Figure 7. Example of reconstruction of the geological structure of the Büyükçekmece slope (Turkey) with identification of the materials and the different phases of reactivation of the ground movement. The top figure shows an image of the site with the plan outlines of the moving area. Several two-dimensional sections (black lines) have been defined in this image to reconstruct the geological structure of the slope. As an illustration, the bottom figure represents the longitudinal section constructed in the direction of movement to analyze the causes behind the reactivation of this ground movement. On this section, the different materials are represented by colours: brown clay deposits, red sands and gravels, blue limestone arenites and yellow silty clays. The red lines represent the sliding surfaces identified on this site and reflect the different phases of reactivation of the ground movement: throughout its history, instability, which began to develop at the foot of the slope, has spread towards the crest of the slope. [© Salvatore Martino, with permission; see reference 16]
Whatever the cause of the instability, the study of the stability of a slope involves several steps:

  • an in-depth geological study whose objective is to define the geometry, stratigraphy, geological history of the site (Figure 7 [16]).
  • a hydrogeological study to characterize water flows in soils, for example by means of piezometers that measure changes in groundwater levels in boreholes, since water is very often the driving force behind these movements.
  • the characterisation of the mechanical behaviour of the materials making up the slopes by means of mechanical tests, most often carried out in the laboratory, the objective being in particular to define their shear strength, characterised by cohesion and the internal friction angle.

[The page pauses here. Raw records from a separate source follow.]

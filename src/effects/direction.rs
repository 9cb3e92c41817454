use crate::animation::ease::Ease;
use crate::animation::timeline::{Position, Timeline, Tween};
use crate::effects::glow::flip_glow_on_update;
use crate::effects::reveal::crossing_region;
use crate::foundation::core::{NodeId, Property, Rgba8};
use crate::scroll::coordinator::Direction;
use crate::scroll::directional::Directional;
use crate::trigger::region::{Edge, EdgeOffset, Region};
use crate::trigger::registry::{Scrub, Trigger};

/// Progress bar color while scrolling up.
pub const REWIND_UP: Rgba8 = Rgba8::rgb(0x3b, 0x82, 0xf6);
/// Progress bar color while scrolling down.
pub const REWIND_DOWN: Rgba8 = Rgba8::rgb(0x60, 0xa5, 0xfa);

/// Default velocity (px/s) above which [`velocity_scale`] reacts.
pub const VELOCITY_THRESHOLD: f64 = 1000.0;

/// Sharpen blurred `targets` as `trigger` crosses the viewport; coming back up they spring
/// out of a `start_blur` px blur with a slight overshoot.
pub fn unblur(targets: Vec<NodeId>, trigger: NodeId, start_blur: f64) -> Trigger {
    let back = targets.clone();
    Trigger::node(trigger)
        .region(crossing_region())
        .scrub(Scrub::Smoothed(1.0))
        .on_enter(move |ctx| {
            let tween = Tween::to(targets.iter().copied(), 0.6)
                .prop(Property::Blur, 0.0)
                .prop(Property::Scale, 1.0);
            ctx.play(Timeline::single(tween, Ease::OutCubic).overwrite(true));
        })
        .on_enter_back(move |ctx| {
            let tween = Tween::from_to(back.iter().copied(), 0.8)
                .from(Property::Blur, start_blur)
                .from(Property::Scale, 0.95)
                .prop(Property::Blur, 0.0)
                .prop(Property::Scale, 1.02);
            ctx.play(
                Timeline::single(tween, Ease::OutBack { overshoot: 1.7 }).overwrite(true),
            );
        })
}

/// One trigger per card: cards rise in one after another going down, and flip back from
/// -15° with a bell-shaped `glow` when scrolling up.
pub fn flip_back(cards: Vec<NodeId>, trigger: NodeId, glow: Rgba8) -> Vec<Trigger> {
    cards
        .into_iter()
        .enumerate()
        .map(|(i, card)| {
            let i = i as f64;
            Trigger::node(trigger)
                .region(crossing_region())
                .on_enter(move |ctx| {
                    let tween = Tween::from_to([card], 0.6)
                        .from(Property::Opacity, 0.0)
                        .from(Property::Y, 30.0)
                        .from(Property::RotationY, 0.0)
                        .prop(Property::Opacity, 1.0)
                        .prop(Property::Y, 0.0)
                        .prop(Property::RotationY, 0.0)
                        .delay(i * 0.1);
                    ctx.play(Timeline::single(tween, Ease::OutCubic).overwrite(true));
                })
                .on_enter_back(move |ctx| {
                    // Placed with `At` so the glow follows the flip itself, not the delay.
                    let tween = Tween::from_to([card], 0.7)
                        .from(Property::RotationY, -15.0)
                        .from(Property::Perspective, 1000.0)
                        .prop(Property::RotationY, 0.0)
                        .prop(Property::Perspective, 1000.0)
                        .on_update(flip_glow_on_update(glow));
                    let tl = Timeline::new(Ease::OutBack { overshoot: 1.7 })
                        .with(tween, Position::At(i * 0.08))
                        .overwrite(true);
                    ctx.play(tl);
                })
        })
        .collect()
}

/// Fade `target`'s background to the color of the direction it was entered from.
pub fn background_shift(target: NodeId, trigger: NodeId, colors: Directional<Rgba8>) -> Trigger {
    let shift = move |color: Rgba8| {
        Timeline::single(
            Tween::to([target], 0.8).prop(Property::BackgroundColor, color),
            Ease::InOutCubic,
        )
        .overwrite(true)
    };
    Trigger::node(trigger)
        .region(Region {
            start: Edge::new(EdgeOffset::Top, EdgeOffset::Percent(50.0)),
            end: Edge::new(EdgeOffset::Bottom, EdgeOffset::Percent(50.0)),
        })
        .on_enter(move |ctx| {
            ctx.play(shift(colors.down));
        })
        .on_enter_back(move |ctx| {
            ctx.play(shift(colors.up));
        })
}

/// Scrubbed parallax that switches to a faster `speeds.up` (yPercent) when the reader
/// reverses direction.
pub fn smart_parallax(target: NodeId, trigger: NodeId, speeds: Directional<f64>) -> Trigger {
    let mut last = Direction::Down;
    let animation = Timeline::single(
        Tween::to([target], 1.0).prop(Property::YPercent, speeds.down),
        Ease::Linear,
    );
    Trigger::node(trigger)
        .scrub(Scrub::Smoothed(1.0))
        .animation(animation)
        .on_update(move |ctx| {
            let direction = match ctx.event.direction {
                Direction::None => Direction::Down,
                d => d,
            };
            if direction == last {
                return;
            }
            last = direction;
            let speed = *speeds.select(direction);
            let tween =
                Tween::to([target], 0.3).prop(Property::YPercent, speed * ctx.event.progress);
            ctx.play(Timeline::single(tween, Ease::OutCubic));
        })
}

/// Which scale a progress bar grows along.
#[derive(Clone, Copy, Debug, Default, PartialEq, Eq, serde::Serialize, serde::Deserialize)]
#[serde(rename_all = "snake_case")]
pub enum Axis {
    /// `scaleX`.
    #[default]
    Horizontal,
    /// `scaleY`.
    Vertical,
}

impl Axis {
    fn property(self) -> Property {
        match self {
            Self::Horizontal => Property::ScaleX,
            Self::Vertical => Property::ScaleY,
        }
    }
}

/// Progress bar scrubbed over `trigger`, tinted by scroll direction.
pub fn rewind_progress(bar: NodeId, trigger: NodeId, axis: Axis) -> Trigger {
    let animation = Timeline::single(
        Tween::from_to([bar], 1.0)
            .from(axis.property(), 0.0)
            .prop(axis.property(), 1.0),
        Ease::Linear,
    );
    Trigger::node(trigger)
        .scrub(Scrub::Smoothed(1.0))
        .animation(animation)
        .on_update(move |ctx| {
            let color = if ctx.event.direction.is_up() {
                REWIND_UP
            } else {
                REWIND_DOWN
            };
            if ctx.surface.is_attached(bar) {
                ctx.surface
                    .set_property(bar, Property::BackgroundColor, color.into());
            }
        })
}

/// Brief scale pulse for fast scrolling: up to 5% larger over 0.3 s, then an elastic settle.
///
/// `velocity` and `threshold` are in px/s; returns `None` at or below the threshold.
pub fn velocity_scale(node: NodeId, velocity: f64, threshold: f64) -> Option<Timeline> {
    if velocity.is_nan() || velocity <= threshold {
        return None;
    }
    let scale = 1.0 + (velocity / 10_000.0).min(0.05);
    let settle = Timeline::single(
        Tween::to([node], 0.5).prop(Property::Scale, 1.0),
        Ease::OutElastic {
            amplitude: 1.0,
            period: 0.5,
        },
    );
    Some(
        Timeline::single(
            Tween::to([node], 0.3).prop(Property::Scale, scale),
            Ease::OutCubic,
        )
        .then(settle),
    )
}

#[cfg(test)]
#[path = "../../tests/unit/effects/direction.rs"]
mod tests;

From the above parameters, calculation software can be used to determine whether a slope is stable or unstable, by comparing the driving forces that tend to destabilize the slope with the resistant forces that oppose movement. This defines the static safety coefficient of the slope. When this coefficient is greater than 1 (in the case of a slope in which the resistant forces are greater than the driving forces), the slope is stable. When it is less than 1, the slope is unstable. The closer this coefficient is to 1 (e.g. in the case of a slope that has suffered many earthquakes in the past), the more an earthquake, even of moderate magnitude, can trigger a rupture in the slope.

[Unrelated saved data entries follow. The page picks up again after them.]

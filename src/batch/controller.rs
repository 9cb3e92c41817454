use crate::animation::set::{TimelineId, TimelineSet};
use crate::animation::timeline::Timeline;
use crate::foundation::core::NodeId;
use crate::foundation::error::{ScrollfxError, ScrollfxResult};
use crate::render::surface::Surface;
use crate::scroll::coordinator::{Direction, ScrollState};
use crate::trigger::region::{Anchor, Phase, Region, ScrollSpan, resolve};
use crate::trigger::registry::{Transition, transitions};

/// Batching window settings.
#[derive(Clone, Copy, Debug, PartialEq, serde::Serialize, serde::Deserialize)]
#[serde(default)]
pub struct BatchConfig {
    /// Seconds after the first queued crossing before the queue is flushed.
    pub interval: f64,
    /// Flush early once this many nodes are queued; also the largest batch size.
    pub batch_max: Option<usize>,
}

impl Default for BatchConfig {
    fn default() -> Self {
        Self {
            interval: 0.1,
            batch_max: None,
        }
    }
}

impl BatchConfig {
    /// Reject negative windows and a zero batch size.
    pub fn validate(&self) -> ScrollfxResult<()> {
        if !self.interval.is_finite() || self.interval < 0.0 {
            return Err(ScrollfxError::validation(
                "batch interval must be finite and >= 0",
            ));
        }
        if self.batch_max == Some(0) {
            return Err(ScrollfxError::validation("batch_max must be > 0"));
        }
        Ok(())
    }
}

/// Mutable context handed to batch callbacks.
pub struct BatchCtx<'a> {
    /// Crossing shared by every node of the batch.
    pub transition: Transition,
    /// Scroll direction at flush time.
    pub direction: Direction,
    /// Timelines of the owning view.
    pub timelines: &'a mut TimelineSet,
    /// Page surface.
    pub surface: &'a mut dyn Surface,
}

impl BatchCtx<'_> {
    /// Start a fire-and-forget timeline.
    pub fn play(&mut self, timeline: Timeline) -> TimelineId {
        self.timelines.play(timeline, self.surface)
    }
}

/// Batch callback: the nodes that crossed, in membership order.
pub type BatchFn = Box<dyn FnMut(&[NodeId], &mut BatchCtx<'_>)>;

/// One flushed batch, as returned by [`BatchController::update`].
#[derive(Clone, Debug, PartialEq, serde::Serialize)]
pub struct BatchFired {
    /// Label given with [`BatchController::label`].
    pub label: Option<String>,
    /// Crossing.
    pub transition: Transition,
    /// Nodes of the batch.
    pub nodes: Vec<NodeId>,
}

#[derive(Debug)]
struct Member {
    node: NodeId,
    span: Option<ScrollSpan>,
    phase: Phase,
}

#[derive(Debug, Default)]
struct Queue {
    nodes: Vec<NodeId>,
    first_at: Option<f64>,
}

/// Crossing that puts a member back in the phase it had before `t`.
fn reverse_of(t: Transition) -> Transition {
    match t {
        Transition::Enter => Transition::LeaveBack,
        Transition::LeaveBack => Transition::Enter,
        Transition::Leave => Transition::EnterBack,
        Transition::EnterBack => Transition::Leave,
    }
}

/// Groups crossings of many nodes sharing one region into a single callback per window.
pub struct BatchController {
    region: Region,
    config: BatchConfig,
    label: Option<String>,
    members: Vec<Member>,
    queues: [Queue; 4],
    callbacks: [Option<BatchFn>; 4],
    offset: f64,
    killed: bool,
}

impl std::fmt::Debug for BatchController {
    fn fmt(&self, f: &mut std::fmt::Formatter<'_>) -> std::fmt::Result {
        f.debug_struct("BatchController")
            .field("region", &self.region)
            .field("config", &self.config)
            .field("label", &self.label)
            .field("members", &self.members.len())
            .field("killed", &self.killed)
            .finish_non_exhaustive()
    }
}

impl BatchController {
    /// Controller for `region` with `config`.
    pub fn new(region: Region, config: BatchConfig) -> ScrollfxResult<Self> {
        config.validate()?;
        Ok(Self {
            region,
            config,
            label: None,
            members: Vec::new(),
            queues: Default::default(),
            callbacks: [None, None, None, None],
            offset: 0.0,
            killed: false,
        })
    }

    /// Name used in event logs.
    pub fn label(mut self, label: impl Into<String>) -> Self {
        self.label = Some(label.into());
        self
    }

    /// Callback for one transition.
    pub fn on(
        mut self,
        transition: Transition,
        f: impl FnMut(&[NodeId], &mut BatchCtx<'_>) + 'static,
    ) -> Self {
        self.callbacks[transition.slot()] = Some(Box::new(f));
        self
    }

    /// Callback for batched [`Transition::Enter`].
    pub fn on_enter(self, f: impl FnMut(&[NodeId], &mut BatchCtx<'_>) + 'static) -> Self {
        self.on(Transition::Enter, f)
    }

    /// Callback for batched [`Transition::Leave`].
    pub fn on_leave(self, f: impl FnMut(&[NodeId], &mut BatchCtx<'_>) + 'static) -> Self {
        self.on(Transition::Leave, f)
    }

    /// Callback for batched [`Transition::EnterBack`].
    pub fn on_enter_back(self, f: impl FnMut(&[NodeId], &mut BatchCtx<'_>) + 'static) -> Self {
        self.on(Transition::EnterBack, f)
    }

    /// Callback for batched [`Transition::LeaveBack`].
    pub fn on_leave_back(self, f: impl FnMut(&[NodeId], &mut BatchCtx<'_>) + 'static) -> Self {
        self.on(Transition::LeaveBack, f)
    }

    /// Assume the page is at `offset` when members first resolve.
    pub fn starting_at(mut self, offset: f64) -> Self {
        self.offset = offset;
        self
    }

    /// Add a member. Its phase is taken silently from the last known offset.
    pub fn add(&mut self, node: NodeId) {
        if self.killed || self.members.iter().any(|m| m.node == node) {
            return;
        }
        self.members.push(Member {
            node,
            span: None,
            phase: Phase::Before,
        });
    }

    /// Builder-style [`BatchController::add`] for many nodes.
    pub fn with_members(mut self, nodes: impl IntoIterator<Item = NodeId>) -> Self {
        for node in nodes {
            self.add(node);
        }
        self
    }

    /// Number of members.
    pub fn len(&self) -> usize {
        self.members.len()
    }

    /// Whether the controller has no members.
    pub fn is_empty(&self) -> bool {
        self.members.is_empty()
    }

    /// Nodes queued for `transition` and not yet flushed.
    pub fn pending(&self, transition: Transition) -> usize {
        self.queues[transition.slot()].nodes.len()
    }

    /// Whether [`BatchController::kill`] was called.
    pub fn is_killed(&self) -> bool {
        self.killed
    }

    /// Re-resolve member spans after a layout change. Nothing fires here.
    pub fn refresh(&mut self, surface: &dyn Surface) {
        for m in &mut self.members {
            if let Some(span) = resolve(Anchor::Node(m.node), &self.region, surface) {
                m.span = Some(span);
            }
        }
    }

    /// Queue this frame's crossings and flush every queue whose window elapsed or that
    /// reached `batch_max`.
    pub fn update(
        &mut self,
        state: &ScrollState,
        now: f64,
        timelines: &mut TimelineSet,
        surface: &mut dyn Surface,
    ) -> Vec<BatchFired> {
        if self.killed {
            return Vec::new();
        }
        let baseline = self.offset;
        self.offset = state.offset;

        for m in &mut self.members {
            let Some(bounds) = surface.element_box(m.node) else {
                continue;
            };
            let span = match m.span {
                Some(span) => span,
                None => {
                    let span = self.region.span(bounds, surface.viewport_height());
                    m.span = Some(span);
                    m.phase = span.phase(baseline);
                    span
                }
            };
            let next = span.phase(state.offset);
            for &t in transitions(m.phase, next) {
                // A crossing that undoes a still-queued one cancels it instead of queueing.
                let undone = &mut self.queues[reverse_of(t).slot()];
                if let Some(pos) = undone.nodes.iter().position(|&n| n == m.node) {
                    undone.nodes.remove(pos);
                    if undone.nodes.is_empty() {
                        undone.first_at = None;
                    }
                    continue;
                }
                let q = &mut self.queues[t.slot()];
                if !q.nodes.contains(&m.node) {
                    q.nodes.push(m.node);
                    q.first_at.get_or_insert(now);
                }
            }
            m.phase = next;
        }

        let mut fired = Vec::new();
        for t in Transition::ALL {
            let due = {
                let q = &self.queues[t.slot()];
                match q.first_at {
                    Some(first) => now - first >= self.config.interval,
                    None => false,
                }
            };
            let max = self.config.batch_max.unwrap_or(usize::MAX);
            loop {
                let q = &mut self.queues[t.slot()];
                if q.nodes.is_empty() {
                    q.first_at = None;
                    break;
                }
                if !due && q.nodes.len() < max {
                    break;
                }
                let take = q.nodes.len().min(max);
                let chunk: Vec<NodeId> = q.nodes.drain(..take).collect();
                if q.nodes.is_empty() {
                    q.first_at = None;
                }
                self.flush(t, chunk, state.direction, timelines, surface, &mut fired);
            }
        }
        fired
    }

    fn flush(
        &mut self,
        transition: Transition,
        mut nodes: Vec<NodeId>,
        direction: Direction,
        timelines: &mut TimelineSet,
        surface: &mut dyn Surface,
        fired: &mut Vec<BatchFired>,
    ) {
        nodes.retain(|&n| surface.is_attached(n));
        if nodes.is_empty() {
            return;
        }
        tracing::debug!(label = ?self.label, ?transition, size = nodes.len(), "batch flushed");
        if let Some(cb) = self.callbacks[transition.slot()].as_mut() {
            let mut ctx = BatchCtx {
                transition,
                direction,
                timelines,
                surface,
            };
            cb(&nodes, &mut ctx);
        }
        fired.push(BatchFired {
            label: self.label.clone(),
            transition,
            nodes,
        });
    }

    /// Stop tracking and drop every callback and queued crossing. Idempotent.
    pub fn kill(&mut self) {
        if self.killed {
            return;
        }
        self.killed = true;
        self.members.clear();
        self.queues = Default::default();
        self.callbacks = [None, None, None, None];
    }
}

#[cfg(test)]
#[path = "../../tests/unit/batch/controller.rs"]
mod tests;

To analyze the stability of a slope during an earthquake, it is also necessary to characterize the potential earthquake(s): it is on this characterization that the different methods used to evaluate the stability of a slope during an earthquake are based.

5.2. Methods for analyzing slope stability in earthquakes

methode terzaghi 1950 - methode pseudo statique terzaghi
Figure 8. Illustration of Terzaghi’s pseudostatic method (1950). [© Céline Bourdeau]
There are three types of methods.

The simplest of these, Terzaghi’s pseudo-static method [17], consists in calculating the pseudo-static safety coefficient of the slope. In this method, the earthquake is represented by a constant and unique volume force, of modulus proportional to the weight of the unstable block. This force noted F is divided into a horizontal component Fh and a vertical component Fv (Figure 8). In practice, Fv is often neglected because the most damaging forces for slope stability are horizontal or shear forces. This method makes it possible to determine whether the slope is stable (pseudo-static safety coefficient greater than 1) or unstable (pseudo-static safety coefficient less than 1) during the earthquake.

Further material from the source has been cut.